Using federated analytics, each one of the thousands of participating clinical trial sites can simply analyze their data locally and share a privacy-preserving histogram of their local results.

This profile consists of a set of five key value pairs that can be represented as follows:

{<Decreased-Less-Than-Or-Equal-to-10>, NumberOfPatients-1>},

{<Decreased-Between-11-20>, NumberOfPatients-2>},

{<Decreased-Between-21-30>, NumberOfPatients-3>},

{<Decreased-Between-31-40>, NumberOfPatients-4>},

{<Decreased-More-Than-40>, NumberOfPatients-5>}

At any location, the intermediate results can then be combined and a global histogram generated.

It is important to note that these intermediate results are privacy-preserving and the individual data for each patient, such as age, individual cholesterol value, and individual historical profile, are not shared and remain within their location.
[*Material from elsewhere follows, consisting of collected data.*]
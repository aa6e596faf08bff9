//! Playable item model
//!
//! Items arrive from the catalog service as songs or podcast episodes. The
//! wire shape (field names, `type` tag) is shared with the web clients and
//! must not drift. Identity is the catalog's string ID qualified by kind;
//! queue position is never identity, because lists are re-fetched and
//! re-normalized copies.

use crate::error::Error;
use serde::{Deserialize, Serialize};
use std::fmt;
use std::str::FromStr;

/// A playable catalog entry.
///
/// `signed_audio` carries the time-limited media URL. An item without one is
/// display-only and must never reach the media transport.
#[derive(Debug, Clone, PartialEq, Serialize, Deserialize)]
#[serde(tag = "type", rename_all = "lowercase")]
pub enum PlayableItem {
    Song {
        #[serde(rename = "songID")]
        song_id: String,
        #[serde(rename = "songName")]
        song_name: String,
        #[serde(rename = "creatorName")]
        creator_name: String,
        #[serde(rename = "signedAudio", default)]
        signed_audio: Option<String>,
        #[serde(rename = "signedCover", default)]
        signed_cover: Option<String>,
        /// Length in seconds (0 when unknown)
        #[serde(default)]
        duration: f64,
    },
    Podcast {
        #[serde(rename = "podcastID")]
        podcast_id: String,
        title: String,
        #[serde(rename = "creatorName")]
        creator_name: String,
        #[serde(rename = "signedAudio", default)]
        signed_audio: Option<String>,
        #[serde(rename = "signedCover", default)]
        signed_cover: Option<String>,
        /// Length in seconds (0 when unknown)
        #[serde(default)]
        duration: f64,
    },
}

impl PlayableItem {
    /// Value identity: kind + string-coerced catalog ID.
    pub fn key(&self) -> ItemKey {
        match self {
            PlayableItem::Song { song_id, .. } => ItemKey {
                kind: ItemKind::Song,
                id: song_id.clone(),
            },
            PlayableItem::Podcast { podcast_id, .. } => ItemKey {
                kind: ItemKind::Podcast,
                id: podcast_id.clone(),
            },
        }
    }

    /// Display title (song name or episode title)
    pub fn title(&self) -> &str {
        match self {
            PlayableItem::Song { song_name, .. } => song_name,
            PlayableItem::Podcast { title, .. } => title,
        }
    }

    pub fn creator_name(&self) -> &str {
        match self {
            PlayableItem::Song { creator_name, .. } => creator_name,
            PlayableItem::Podcast { creator_name, .. } => creator_name,
        }
    }

    /// The media URL, filtered to non-empty values.
    pub fn signed_audio(&self) -> Option<&str> {
        let url = match self {
            PlayableItem::Song { signed_audio, .. } => signed_audio,
            PlayableItem::Podcast { signed_audio, .. } => signed_audio,
        };
        url.as_deref().filter(|u| !u.trim().is_empty())
    }

    pub fn signed_cover(&self) -> Option<&str> {
        let url = match self {
            PlayableItem::Song { signed_cover, .. } => signed_cover,
            PlayableItem::Podcast { signed_cover, .. } => signed_cover,
        };
        url.as_deref().filter(|u| !u.trim().is_empty())
    }

    /// Length in seconds, 0 when the catalog did not supply one.
    pub fn duration_secs(&self) -> f64 {
        match self {
            PlayableItem::Song { duration, .. } => duration.max(0.0),
            PlayableItem::Podcast { duration, .. } => duration.max(0.0),
        }
    }

    /// An item is playable iff it carries a non-empty media URL.
    pub fn is_playable(&self) -> bool {
        self.signed_audio().is_some()
    }
}

/// Item kind discriminant
#[derive(Debug, Clone, Copy, PartialEq, Eq, Hash, Serialize, Deserialize)]
#[serde(rename_all = "lowercase")]
pub enum ItemKind {
    Song,
    Podcast,
}

impl fmt::Display for ItemKind {
    fn fmt(&self, f: &mut fmt::Formatter<'_>) -> fmt::Result {
        match self {
            ItemKind::Song => write!(f, "song"),
            ItemKind::Podcast => write!(f, "podcast"),
        }
    }
}

impl FromStr for ItemKind {
    type Err = Error;

    fn from_str(s: &str) -> Result<Self, Self::Err> {
        match s {
            "song" => Ok(ItemKind::Song),
            "podcast" => Ok(ItemKind::Podcast),
            other => Err(Error::InvalidInput(format!("unknown item kind: {}", other))),
        }
    }
}

/// Value identity of a playable item.
///
/// Compared by value, never by reference: the same catalog entry appears as
/// many independent copies across queue snapshots and API payloads.
#[derive(Debug, Clone, PartialEq, Eq, Hash, Serialize, Deserialize)]
pub struct ItemKey {
    pub kind: ItemKind,
    pub id: String,
}

impl fmt::Display for ItemKey {
    fn fmt(&self, f: &mut fmt::Formatter<'_>) -> fmt::Result {
        write!(f, "{}:{}", self.kind, self.id)
    }
}

/// Playback mode selected by the user
#[derive(Debug, Clone, Copy, Default, PartialEq, Eq, Serialize, Deserialize)]
#[serde(rename_all = "lowercase")]
pub enum PlaybackMode {
    #[default]
    Normal,
    Shuffle,
    Repeat,
}

impl fmt::Display for PlaybackMode {
    fn fmt(&self, f: &mut fmt::Formatter<'_>) -> fmt::Result {
        match self {
            PlaybackMode::Normal => write!(f, "normal"),
            PlaybackMode::Shuffle => write!(f, "shuffle"),
            PlaybackMode::Repeat => write!(f, "repeat"),
        }
    }
}

impl FromStr for PlaybackMode {
    type Err = Error;

    fn from_str(s: &str) -> Result<Self, Self::Err> {
        match s {
            "normal" => Ok(PlaybackMode::Normal),
            "shuffle" => Ok(PlaybackMode::Shuffle),
            "repeat" => Ok(PlaybackMode::Repeat),
            other => Err(Error::InvalidInput(format!(
                "unknown playback mode: {}",
                other
            ))),
        }
    }
}

/// User-level playback preferences.
///
/// Live values are owned by the player engine; the persisted copy lives in the
/// remote profile service and only changes on an explicit save.
#[derive(Debug, Clone, Copy, PartialEq, Serialize, Deserialize)]
#[serde(rename_all = "camelCase", default)]
pub struct PlaybackPreferences {
    /// Volume in [0.0, 1.0]
    pub volume: f32,
    pub playback_mode: PlaybackMode,
    pub autoplay: bool,
}

impl Default for PlaybackPreferences {
    fn default() -> Self {
        Self {
            volume: 1.0,
            playback_mode: PlaybackMode::Normal,
            autoplay: true,
        }
    }
}

impl PlaybackPreferences {
    /// Copy with volume clamped to [0.0, 1.0]. Applied at every write path,
    /// local or remote.
    pub fn clamped(mut self) -> Self {
        self.volume = self.volume.clamp(0.0, 1.0);
        self
    }
}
In addition, this approach is capable of reducing any number of entries on each site to simply five key-value pairs, immensely reducing the amount of data shared and the amount of bandwidth utilized.

The path to federated analytics

Federated analytics is the future for organizations that want to gain value from data that is inherently distributed. That we know for sure. But how do you get there? Here are three key steps in moving forward:

1.     Gather a team of data scientists who can help you redesign your algorithms, especially deep learning ones, to work in a federated manner. These bright minds can help you see and approach your analytics in a new way.

2.     Create a metadata layer to serve as the foundation for federated analytics. This layer makes data that is scattered around the world locatable, accessible and useable for analysis by data scientists. For more on this topic, see my recent blog titled Building a Global Meta-data Fabric to Accelerate Data Science.

3.     Automate your compute framework via a World Wide Herd (WWH) — a concept that creates a global network of Apache™ Hadoop® instances that work together to function as a single virtual computing cluster. WWH orchestrates the execution of distributed and parallel computations on a global scale, pushing analytics to where the data resides. For a closer look at this concept, see another of my recent blogs titled Distributed Analytics Meets Distributed Data.

Here are the key takeaways: Data science as we know it is changing. Yesterday’s practices, based on centralized data repositories, won’t work in a time when data is inherently distributed and growing at exponential rates. We now need an all-new approach to data science.